The reason for forcing the view to load is that I'm also doing a some network requests in a parallel thread and once those have finished I'd like to set up quite a few things with these views.

My question is: how do I find out which parts of my nib are taking so long and what would be the best strategy to optimize this without completely rewriting the whole app (for now)?

+1  A: 

I have no idea if this would really work, but you could put logging statements in initWithCoder in each controller which will be called as each sub-xib loads. That might give you some clues.

I guess instruments don't give you anything useful ?

Andiih
The initWithCoder is a very good idea. Don't forget to call the super though.
TechZen
+1  A: 

The first thing to do is not to assume that the nib loading is the bottleneck without direct evidence that it is. Nib loading is highly optimized and very efficient. It is more likely that your bottleneck is the network request than the nibs. Use Instruments to get concrete data about where the app is spending its time before you do anything.

Assuming it is the nibs, Andiih answer is the best for profiling but it sounds to me like you've really got a design issue.

It sounds like you need to break your big nib up into smaller nibs.

Its common to have one view per nib.

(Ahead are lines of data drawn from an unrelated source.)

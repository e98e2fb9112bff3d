//! Keystone Test Utilities
//!
//! Centralized test infrastructure for the Keystone workspace:
//! - Proptest generators for payloads and patches
//! - Fault-injecting store and cache wrappers
//! - Test fixtures for common scenarios
//! - Custom assertions for Keystone error variants

// Re-export mock stores from their source crate
pub use keystone_storage::{MemoryCacheStore, MockDurableStore};

// Re-export core types for convenience
pub use keystone_core::{
    AccessPolicy, Bucket, CacheError, ChallengeError, DataScope, Dept, DictItem, EntityKind,
    FieldPatch, KeystoneError, KeystoneResult, Menu, MenuType, Payload, Record, RecordId,
    RecordStatus, Role, StoreError, Timestamp, UserProfile,
};

use std::sync::atomic::{AtomicU64, AtomicU8, Ordering};
use std::time::Duration;

use async_trait::async_trait;
use keystone_storage::{AtomicScript, CacheResult, CacheStore, DurableStore, KeyTtl, StoreResult};

// ============================================================================
// COUNTING STORE
// ============================================================================

/// Durable store wrapper that counts calls and can slow down lookups.
///
/// Used to observe how many reads reach the durable store.
#[derive(Debug, Default)]
pub struct CountingStore<S> {
    inner: S,
    lookup_delay: Option<Duration>,
    return_delay: Option<Duration>,
    finds: AtomicU64,
    updates: AtomicU64,
    probes: AtomicU64,
}

impl<S> CountingStore<S> {
    pub fn new(inner: S) -> Self {
        Self {
            inner,
            lookup_delay: None,
            return_delay: None,
            finds: AtomicU64::new(0),
            updates: AtomicU64::new(0),
            probes: AtomicU64::new(0),
        }
    }

    /// Sleep this long inside every `find_by_id`, widening race windows.
    pub fn with_lookup_delay(mut self, delay: Duration) -> Self {
        self.lookup_delay = Some(delay);
        self
    }

    /// Sleep this long after `find_by_id` has read the row, so the caller
    /// holds a value that a concurrent write can make stale.
    pub fn with_return_delay(mut self, delay: Duration) -> Self {
        self.return_delay = Some(delay);
        self
    }

    pub fn inner(&self) -> &S {
        &self.inner
    }

    /// Number of `find_by_id` calls.
    pub fn finds(&self) -> u64 {
        self.finds.load(Ordering::SeqCst)
    }

    /// Number of `conditional_update` calls.
    pub fn updates(&self) -> u64 {
        self.updates.load(Ordering::SeqCst)
    }

    /// Number of `exists` calls.
    pub fn probes(&self) -> u64 {
        self.probes.load(Ordering::SeqCst)
    }
}

#[async_trait]
impl<P: Payload, S: DurableStore<P>> DurableStore<P> for CountingStore<S> {
    async fn insert(&self, record: &Record<P>) -> StoreResult<()> {
        self.inner.insert(record).await
    }

    async fn find_by_id(&self, id: &RecordId) -> StoreResult<Option<Record<P>>> {
        self.finds.fetch_add(1, Ordering::SeqCst);
        if let Some(delay) = self.lookup_delay {
            tokio::time::sleep(delay).await;
        }
        let found = self.inner.find_by_id(id).await;
        if let Some(delay) = self.return_delay {
            tokio::time::sleep(delay).await;
        }
        found
    }

    async fn conditional_update(
        &self,
        id: &RecordId,
        expected_version: i64,
        patch: &FieldPatch,
        modifier: &str,
        at: Timestamp,
    ) -> StoreResult<u64> {
        self.updates.fetch_add(1, Ordering::SeqCst);
        self.inner
            .conditional_update(id, expected_version, patch, modifier, at)
            .await
    }

    async fn exists(&self, id: &RecordId) -> StoreResult<bool> {
        self.probes.fetch_add(1, Ordering::SeqCst);
        self.inner.exists(id).await
    }

    async fn delete(&self, id: &RecordId) -> StoreResult<u64> {
        self.inner.delete(id).await
    }
}

// ============================================================================
// FAULTY CACHE
// ============================================================================

/// Behaviour of a [`FaultyCache`].
#[derive(Debug, Clone, Copy, PartialEq, Eq)]
pub enum FaultMode {
    /// Delegate to the inner cache.
    Healthy,
    /// Every call fails with `CacheError::Unavailable`.
    Failing,
    /// Every call waits far longer than any test timeout.
    Hanging,
}

impl FaultMode {
    fn to_u8(self) -> u8 {
        match self {
            FaultMode::Healthy => 0,
            FaultMode::Failing => 1,
            FaultMode::Hanging => 2,
        }
    }

    fn from_u8(value: u8) -> Self {
        match value {
            1 => FaultMode::Failing,
            2 => FaultMode::Hanging,
            _ => FaultMode::Healthy,
        }
    }
}

/// Cache wrapper whose failure mode can be switched at runtime.
#[derive(Debug, Default)]
pub struct FaultyCache<C> {
    inner: C,
    mode: AtomicU8,
    calls: AtomicU64,
}

impl<C: CacheStore> FaultyCache<C> {
    pub fn new(inner: C) -> Self {
        Self {
            inner,
            mode: AtomicU8::new(FaultMode::Healthy.to_u8()),
            calls: AtomicU64::new(0),
        }
    }

    pub fn set_mode(&self, mode: FaultMode) {
        self.mode.store(mode.to_u8(), Ordering::SeqCst);
    }

    pub fn mode(&self) -> FaultMode {
        FaultMode::from_u8(self.mode.load(Ordering::SeqCst))
    }

    pub fn inner(&self) -> &C {
        &self.inner
    }

    /// Total calls received, in any mode.
    pub fn calls(&self) -> u64 {
        self.calls.load(Ordering::SeqCst)
    }

    async fn gate(&self) -> CacheResult<()> {
        self.calls.fetch_add(1, Ordering::SeqCst);
        match self.mode() {
            FaultMode::Healthy => Ok(()),
            FaultMode::Failing => Err(CacheError::Unavailable {
                reason: "injected failure".to_string(),
            }),
            FaultMode::Hanging => {
                tokio::time::sleep(Duration::from_secs(3600)).await;
                Err(CacheError::Unavailable {
                    reason: "injected hang".to_string(),
                })
            }
        }
    }
}

#[async_trait]
impl<C: CacheStore> CacheStore for FaultyCache<C> {
    async fn get(&self, key: &str) -> CacheResult<Option<Vec<u8>>> {
        self.gate().await?;
        self.inner.get(key).await
    }

    async fn set(&self, key: &str, value: &[u8], ttl: Option<Duration>) -> CacheResult<()> {
        self.gate().await?;
        self.inner.set(key, value, ttl).await
    }

    async fn delete(&self, key: &str) -> CacheResult<bool> {
        self.gate().await?;
        self.inner.delete(key).await
    }

    async fn exists(&self, key: &str) -> CacheResult<bool> {
        self.gate().await?;
        self.inner.exists(key).await
    }

    async fn ttl(&self, key: &str) -> CacheResult<KeyTtl> {
        self.gate().await?;
        self.inner.ttl(key).await
    }

    async fn run_script(&self, key: &str, script: &dyn AtomicScript) -> CacheResult<i64> {
        self.gate().await?;
        self.inner.run_script(key, script).await
    }
}

// ============================================================================
// PROPTEST GENERATORS
// ============================================================================

pub mod generators {
    //! Proptest strategies for generating Keystone payloads.

    use super::*;
    use proptest::prelude::*;

    /// Generate a record id in the generated (32 hex chars) form.
    pub fn arb_record_id() -> impl Strategy<Value = RecordId> {
        "[0-9a-f]{32}".prop_map(RecordId::new)
    }

    /// Generate a short display name.
    pub fn arb_name() -> impl Strategy<Value = String> {
        "[A-Za-z][A-Za-z0-9 ]{0,15}"
    }

    /// Generate a challenge subject or purpose segment (no ':').
    pub fn arb_segment() -> impl Strategy<Value = String> {
        "[a-z0-9_]{1,16}"
    }

    pub fn arb_record_status() -> impl Strategy<Value = RecordStatus> {
        prop_oneof![Just(RecordStatus::Enabled), Just(RecordStatus::Disabled)]
    }

    pub fn arb_data_scope() -> impl Strategy<Value = DataScope> {
        prop_oneof![
            Just(DataScope::All),
            Just(DataScope::Dept),
            Just(DataScope::DeptAndChildren),
            Just(DataScope::SelfOnly),
            Just(DataScope::Custom),
        ]
    }

    pub fn arb_user_profile() -> impl Strategy<Value = UserProfile> {
        (
            "[a-z][a-z0-9_]{2,15}",
            arb_name(),
            proptest::option::of("[a-z]{3,8}@example\\.com"),
            proptest::option::of("1[3-9][0-9]{9}"),
        )
            .prop_map(|(username, nickname, email, phone)| UserProfile {
                username,
                nickname,
                email,
                phone,
                dept_id: None,
            })
    }

    pub fn arb_role() -> impl Strategy<Value = Role> {
        (arb_name(), "[a-z_]{2,12}", arb_data_scope()).prop_map(|(name, code, data_scope)| Role {
            name,
            code,
            data_scope,
        })
    }

    pub fn arb_dict_item() -> impl Strategy<Value = DictItem> {
        ("[a-z_]{2,12}", arb_name(), "[0-9]{1,3}").prop_map(|(dict_type, label, value)| {
            DictItem {
                dict_type,
                label,
                value,
            }
        })
    }

    /// Generate a non-empty patch for a [`Role`].
    pub fn arb_role_patch() -> impl Strategy<Value = FieldPatch> {
        (
            proptest::option::of(arb_name()),
            proptest::option::of(arb_record_status()),
            proptest::option::of(-100i32..100),
        )
            .prop_filter("patch must change something", |(n, s, o)| {
                n.is_some() || s.is_some() || o.is_some()
            })
            .prop_map(|(name, status, sort)| {
                let mut patch = FieldPatch::new();
                if let Some(name) = name {
                    patch = patch.set("name", name);
                }
                if let Some(status) = status {
                    patch = patch.status(status);
                }
                if let Some(sort) = sort {
                    patch = patch.sort(sort);
                }
                patch
            })
    }
}

// ============================================================================
// TEST FIXTURES
// ============================================================================

pub mod fixtures {
    //! Pre-built test fixtures for common testing scenarios.

    use super::*;

    /// A user profile with the given username.
    pub fn user_profile(username: &str) -> UserProfile {
        UserProfile {
            username: username.to_string(),
            nickname: format!("{} (test)", username),
            email: Some(format!("{}@example.com", username)),
            phone: None,
            dept_id: None,
        }
    }

    /// A role with full data scope.
    pub fn role(name: &str) -> Role {
        Role {
            name: name.to_string(),
            code: name.to_lowercase().replace(' ', "_"),
            data_scope: DataScope::All,
        }
    }

    /// A top-level department.
    pub fn dept(name: &str) -> Dept {
        Dept {
            name: name.to_string(),
            parent_id: None,
            leader: None,
        }
    }

    /// A page menu entry.
    pub fn page_menu(title: &str, path: &str) -> Menu {
        Menu {
            title: title.to_string(),
            path: Some(path.to_string()),
            parent_id: None,
            menu_type: MenuType::Page,
            permission: None,
        }
    }

    /// A dictionary item.
    pub fn dict_item(dict_type: &str, label: &str, value: &str) -> DictItem {
        DictItem {
            dict_type: dict_type.to_string(),
            label: label.to_string(),
            value: value.to_string(),
        }
    }

    /// A private bucket.
    pub fn bucket(name: &str) -> Bucket {
        Bucket {
            name: name.to_string(),
            endpoint: "https://storage.example.com".to_string(),
            region: Some("eu-west-1".to_string()),
            access_policy: AccessPolicy::Private,
        }
    }

    /// A stored user record at version 1.
    pub fn user_record(username: &str) -> Record<UserProfile> {
        Record::create(user_profile(username), "fixture")
    }
}

// ============================================================================
// CUSTOM ASSERTIONS
// ============================================================================

pub mod assertions {
    //! Assertion helpers for Keystone error variants.

    use super::*;

    /// Assert that a result is a NotFound error for the given kind.
    #[track_caller]
    pub fn assert_not_found<T: std::fmt::Debug>(result: &KeystoneResult<T>, kind: EntityKind) {
        match result {
            Err(KeystoneError::NotFound { kind: k, .. }) => {
                assert_eq!(*k, kind, "Wrong entity kind in NotFound error");
            }
            other => panic!("Expected NotFound error for {}, got: {:?}", kind, other),
        }
    }

    /// Assert that a result is a version conflict.
    #[track_caller]
    pub fn assert_version_conflict<T: std::fmt::Debug>(result: &KeystoneResult<T>) {
        match result {
            Err(KeystoneError::VersionConflict { .. }) => {}
            other => panic!("Expected VersionConflict error, got: {:?}", other),
        }
    }

    /// Assert that a challenge result is the expected error.
    #[track_caller]
    pub fn assert_challenge_error<T: std::fmt::Debug>(
        result: &Result<T, ChallengeError>,
        expected: &ChallengeError,
    ) {
        match result {
            Err(e) => assert_eq!(e, expected),
            Ok(v) => panic!("Expected {:?}, got Ok({:?})", expected, v),
        }
    }
}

For example suppose you had an app that had a tabbar with five tabs. Then each tab had a table view which would open a detail view. In the normal setup, you would have 11 separate nibs. One nib would define the tabbar, one nib for each tab's view and then one nib per detail view. When the app started, only the nib for the tabbar and the first visible tab would load so you would only load two of the 11 nibs to start.

To optimize, the first thing to do is to break it down into the smallest possible individual nibs. A nib only loads when needed. You should place the functionality throughout your nibs such that you don't load the nib if its view is not immediately displayed.

Nibs are just lightweight data files so don't be afraid to create nibs that 99% identical. For example, I often use separate views for each portrait and landscape view. For the user's perspective, it's one view but I have three separate nibs. I do this in cases when its easy to use an entirely separate view than to rotate a single complex view. Each nib is loaded when when its orientation is used. If the orientation never changes, it's never loaded.

If you have a complex interface which changes significantly depending on a network request, it will be faster at runtime to have separate nibs for each variation than it will be to cram all the functionality into one nib.